Tout d’abord parce que les skins y ressemblent à des skins, bougent comme des skins, parlent un langage moins exubérant et fleuri que notre argot de l’époque, mais néanmoins crédible. Les acteurs, en particulier Alban Lenoir, jouent leur rôle avec conviction, rien dans leur jeu n’a en tout cas choqué le skinhead que j’ai été. Le film souffre de nombreuses inexactitudes : par exemple les redskins ne se rasaient pas à blanc mais se faisaient faire une coupe « tremplin ». Les liens avec le FN étaient également beaucoup plus conflictuels que le film ne le montre, en tout cas pour ce qui est des skins parisiens. Nous reprochions en effet au FN sa ligne ultra-libérale et son caractère bourgeois. Cette composante sociale et anticapitaliste de l’idéologie des skins de l’époque est totalement occultée, c’est dommage. [...]
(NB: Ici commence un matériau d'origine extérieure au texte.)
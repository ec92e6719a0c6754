//! Attendance report extraction from the portal's rendered HTML.
//!
//! The report has no semantic markup; the results table is anchored by its
//! fixed width/border attributes. Rows that cannot be parsed are logged and
//! skipped so one bad row never loses the rest of the report.

use chrono::{Duration, NaiveTime};
use regex::Regex;
use scraper::{Html, Selector};

use crate::error::ScrapeError;

/// Hours from the earliest punch to the estimated leave time: an 8-hour
/// shift plus a 1-hour unpaid break. A policy constant, not scraped.
const SHIFT_HOURS: i64 = 9;

/// One employee-day row from the punch-clock report.
#[derive(Debug, Clone, PartialEq, Eq)]
pub struct AttendanceRecord {
    pub employee_id: String,
    pub name: String,
    /// Report date in normalized `Y/M/D` form (no zero-padding).
    pub date: String,
    /// Every punch time in the row, `HH:MM`, in table order.
    pub times: Vec<String>,
    /// Earliest punch of the day.
    pub work_start: String,
    /// `work_start` plus the shift policy offset.
    pub work_end: String,
}

/// Extract all parseable rows from the report page.
pub fn parse_attendance_html(html: &str) -> Result<Vec<AttendanceRecord>, ScrapeError> {
    let document = Html::parse_document(html);
    let table_selector = Selector::parse(r#"table[width="566"][border="1"]"#)
        .map_err(|e| ScrapeError::Parse(e.to_string()))?;
    let row_selector = Selector::parse("tr").map_err(|e| ScrapeError::Parse(e.to_string()))?;
    let cell_selector = Selector::parse("td").map_err(|e| ScrapeError::Parse(e.to_string()))?;

    let table = document
        .select(&table_selector)
        .next()
        .ok_or(ScrapeError::TableNotFound)?;

    let time_pattern = Regex::new(r"^\d{2}:\d{2}$").map_err(|e| ScrapeError::Parse(e.to_string()))?;

    let mut records = Vec::new();
    // Skip the header row.
    for row in table.select(&row_selector).skip(1) {
        let cells: Vec<String> = row
            .select(&cell_selector)
            .map(|cell| cell.text().collect::<String>().trim().to_string())
            .collect();

        match parse_row(&cells, &time_pattern) {
            Ok(Some(record)) => records.push(record),
            Ok(None) => {}
            Err(err) => {
                tracing::warn!(error = %err, cells = cells.len(), "skipping unparseable attendance row");
            }
        }
    }

    Ok(records)
}

/// Parse one row of trimmed cell texts. `Ok(None)` means the row is shaped
/// fine but carries no punch times (e.g. a day off).
fn parse_row(
    cells: &[String],
    time_pattern: &Regex,
) -> Result<Option<AttendanceRecord>, ScrapeError> {
    if cells.len() < 5 {
        return Ok(None);
    }

    let employee_id = cells[0].clone();
    let name = cells[1].clone();
    let date = normalize_report_date(&cells[2]);

    // Punch times run left to right from the fourth cell. Blanks are
    // skipped; the first non-blank, non-time cell starts the summary text
    // and ends the scan.
    let mut times = Vec::new();
    for cell in &cells[3..] {
        if time_pattern.is_match(cell) {
            times.push(cell.clone());
        } else if cell.is_empty() {
            continue;
        } else {
            break;
        }
    }

    if times.is_empty() {
        return Ok(None);
    }

    // All times share the day, so lexicographic min is chronological min.
    let work_start = times.iter().min().cloned().unwrap_or_default();
    let work_end = add_shift(&work_start)?;

    Ok(Some(AttendanceRecord { employee_id, name, date, times, work_start, work_end }))
}

/// Re-join a portal date on `/` without zero-padding so stored dates look
/// the same regardless of how the portal rendered them.
fn normalize_report_date(raw: &str) -> String {
    let parts: Vec<&str> = raw.split('/').collect();
    if parts.len() != 3 {
        return raw.to_string();
    }
    match (
        parts[0].trim().parse::<i64>(),
        parts[1].trim().parse::<i64>(),
        parts[2].trim().parse::<i64>(),
    ) {
        (Ok(y), Ok(m), Ok(d)) => format!("{y}/{m}/{d}"),
        _ => raw.to_string(),
    }
}

fn add_shift(work_start: &str) -> Result<String, ScrapeError> {
    let start = NaiveTime::parse_from_str(work_start, "%H:%M")
        .map_err(|e| ScrapeError::Parse(format!("bad punch time {work_start:?}: {e}")))?;
    let end = start + Duration::hours(SHIFT_HOURS);
    Ok(end.format("%H:%M").to_string())
}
L’absence d’happy end aussi m’a plu. Au bout de cette rédemption/trahison, que reste-t-il ? Rien. Marco finit avec un petit boulot dans la grande distribution, sans amis, détesté par ses anciens camarades pour qui il conserve, lui, encore de l’empathie, loin de sa fille, de la garde de laquelle son ex-femme le prive. On peut en conclure qu’avoir été skin amène des blessures. On peut en conclure aussi que trahir les siens te condamne à ne plus être un homme. « Où sont passées tes couilles ? », lui demande sa femme devant l’enthousiasme de Marco pour les festivités black-blanc-beur de 98. Après cette scène, il n’aura plus le droit de voir sa fille. Celui qui n’est plus un homme n’a plus le droit d’être père, ça pourrait être une des morales du film. Même si l’auteur du film ne partage pas ce point de vue, il présente sans excès de manichéisme cette ambivalence entre rédemption et trahison.
À ce titre, le personnage peut être le plus émouvant du film est Braguette. Leader de la bande, il est blessé lors d’un fusillade avec des punks, et se retrouve cloué en chaise roulante [1]. Malgré le handicap, il persiste dans son combat, ne renie aucune de ses idées et continue, 30 ans après ses premiers combats, à militer. Malgré l’apparence, la force est en lui bien plus qu’en Marco, qui pourtant ne semble pas ressentir physiquement le poids des années. C’est d’ailleurs Braguette, qui, bien que marchant avec une canne, enverra à terre son ancien acolyte, désormais paralysé par son pacifisme. Braguette, lui, ne « lâche rien » face au système qu’il combat.
Le principal défaut du film tient en fait à son argument antifasciste. Ce manichéisme que Diastème parvient plutôt bien à éviter en montrant que les skins sont des êtres humains comme les autres, l’empêche toutefois d’apporter une crédibilité suffisante à la conversion idéologique progressive de son personnage principal. La scène du bus où Marco se met à suffoquer après avoir embrouillé une famille arabe ressemble presque à un exorcisme. On a l’impression que l’acteur se transforme et que la « haine quitte son corps ». Du point de vue du réalisme scénaristique, ce genre de ficelle magique est une grosse faiblesse. Elle témoigne de l’incapacité de la bourgeoisie de gauche à percevoir le racisme des classes populaires (pas seulement blanches, d’ailleurs) autrement que comme un ressentiment irrationnel, une sorte de haine anormale et difficilement explicable. À maladie étrange, guérison mystérieuse.